//! Navigation control and redirect classification
//!
//! One navigation step: validate the URL, clear stale telemetry, drive the
//! browser with a bounded timeout, extract timing signals, and classify
//! where the browser actually landed relative to where it was sent.

use crate::browser::telemetry::{time_to_first_byte, TelemetryReader};
use crate::browser::BrowserDriver;
use crate::config::AuditConfig;
use crate::url::{is_same_domain, is_valid_url, normalize_url};
use std::sync::Arc;
use std::time::Instant;

const RENDER_TIME_SCRIPT: &str = "(function () { \
     var t = window.performance && window.performance.timing; \
     return t && t.domComplete > 0 ? t.domComplete - t.navigationStart : 0; \
     })()";

/// Why a navigation step decided not to proceed
#[derive(Debug, Clone, Copy, PartialEq, Eq)]
pub enum SkipReason {
    /// The URL points at a non-page resource or unsupported scheme
    InvalidUrlType,
    /// The browser failed or timed out loading the page
    NavigationError,
    /// The browser was redirected off the requested domain
    ExternalRedirect,
}

/// Result of one navigation step
#[derive(Debug, Clone)]
pub struct NavigationOutcome {
    pub redirected: bool,
    /// True when a redirect stayed on the requested domain
    pub internal: bool,
    /// Final URL reported by the browser (unset when navigation was
    /// skipped before touching the browser)
    pub target: Option<String>,
    pub should_continue: bool,
    pub ttfb_ms: Option<f64>,
    pub render_time_ms: Option<f64>,
    pub skip_reason: Option<SkipReason>,
}

impl NavigationOutcome {
    fn skipped(reason: SkipReason) -> Self {
        Self {
            redirected: false,
            internal: false,
            target: None,
            should_continue: false,
            ttfb_ms: None,
            render_time_ms: None,
            skip_reason: Some(reason),
        }
    }
}

/// Issues navigations against the injected browser session
pub struct Navigator {
    driver: Arc<dyn BrowserDriver>,
    config: Arc<AuditConfig>,
}

impl Navigator {
    pub fn new(driver: Arc<dyn BrowserDriver>, config: Arc<AuditConfig>) -> Self {
        Self { driver, config }
    }

    /// Navigates to `url` and classifies the outcome
    ///
    /// The browser is never touched for URLs that fail the validity gate.
    /// Navigation failures are absorbed into a skip outcome so a single
    /// bad page never aborts the crawl.
    pub async fn navigate(&self, telemetry: &mut TelemetryReader, url: &str) -> NavigationOutcome {
        if !is_valid_url(url, &self.config.ignored_extensions) {
            return NavigationOutcome::skipped(SkipReason::InvalidUrlType);
        }

        // Telemetry is per-navigation; clear the previous page's events
        // before the browser starts loading.
        telemetry.invalidate();
        if let Err(error) = self.driver.drain_network_log() {
            tracing::debug!("Could not clear network log before {}: {}", url, error);
        }

        let started = Instant::now();
        let driver = Arc::clone(&self.driver);
        let target_url = url.to_string();
        let timeout = self.config.page_load_timeout();
        let navigated =
            tokio::task::spawn_blocking(move || driver.navigate(&target_url, timeout)).await;
        match navigated {
            Ok(Ok(())) => {}
            Ok(Err(error)) => {
                tracing::warn!("Navigation failed for {}: {}", url, error);
                return NavigationOutcome::skipped(SkipReason::NavigationError);
            }
            Err(error) => {
                tracing::warn!("Navigation task failed for {}: {}", url, error);
                return NavigationOutcome::skipped(SkipReason::NavigationError);
            }
        }
        let wall_clock_ms = started.elapsed().as_secs_f64() * 1000.0;

        let final_url = match self.driver.current_url() {
            Ok(final_url) => final_url,
            Err(error) => {
                tracing::warn!("Could not read final URL after {}: {}", url, error);
                return NavigationOutcome::skipped(SkipReason::NavigationError);
            }
        };

        // Prefer the browser's own navigation timing over the wall clock.
        let render_time_ms = self
            .driver
            .execute_script(RENDER_TIME_SCRIPT)
            .ok()
            .and_then(|value| value.as_f64())
            .filter(|ms| *ms > 0.0)
            .or(Some(wall_clock_ms));

        let ttfb_ms = match telemetry.events() {
            Ok(events) => time_to_first_byte(&events, &final_url)
                .or_else(|| time_to_first_byte(&events, url)),
            Err(error) => {
                tracing::debug!("Telemetry unavailable for {}: {}", url, error);
                None
            }
        };

        let redirected = normalize_url(url) != normalize_url(&final_url);
        if redirected {
            if is_same_domain(url, &final_url) {
                NavigationOutcome {
                    redirected: true,
                    internal: true,
                    target: Some(final_url),
                    should_continue: true,
                    ttfb_ms,
                    render_time_ms,
                    skip_reason: None,
                }
            } else {
                NavigationOutcome {
                    redirected: true,
                    internal: false,
                    target: Some(final_url),
                    should_continue: false,
                    ttfb_ms,
                    render_time_ms,
                    skip_reason: Some(SkipReason::ExternalRedirect),
                }
            }
        } else {
            NavigationOutcome {
                redirected: false,
                internal: false,
                target: Some(final_url),
                should_continue: true,
                ttfb_ms,
                render_time_ms,
                skip_reason: None,
            }
        }
    }
}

**Exercise instructions**
Of the lines above, show those in which "derive" appears.

**Output for this task**
#[derive(Debug, Clone, Copy, PartialEq, Eq)]
#[derive(Debug, Clone)]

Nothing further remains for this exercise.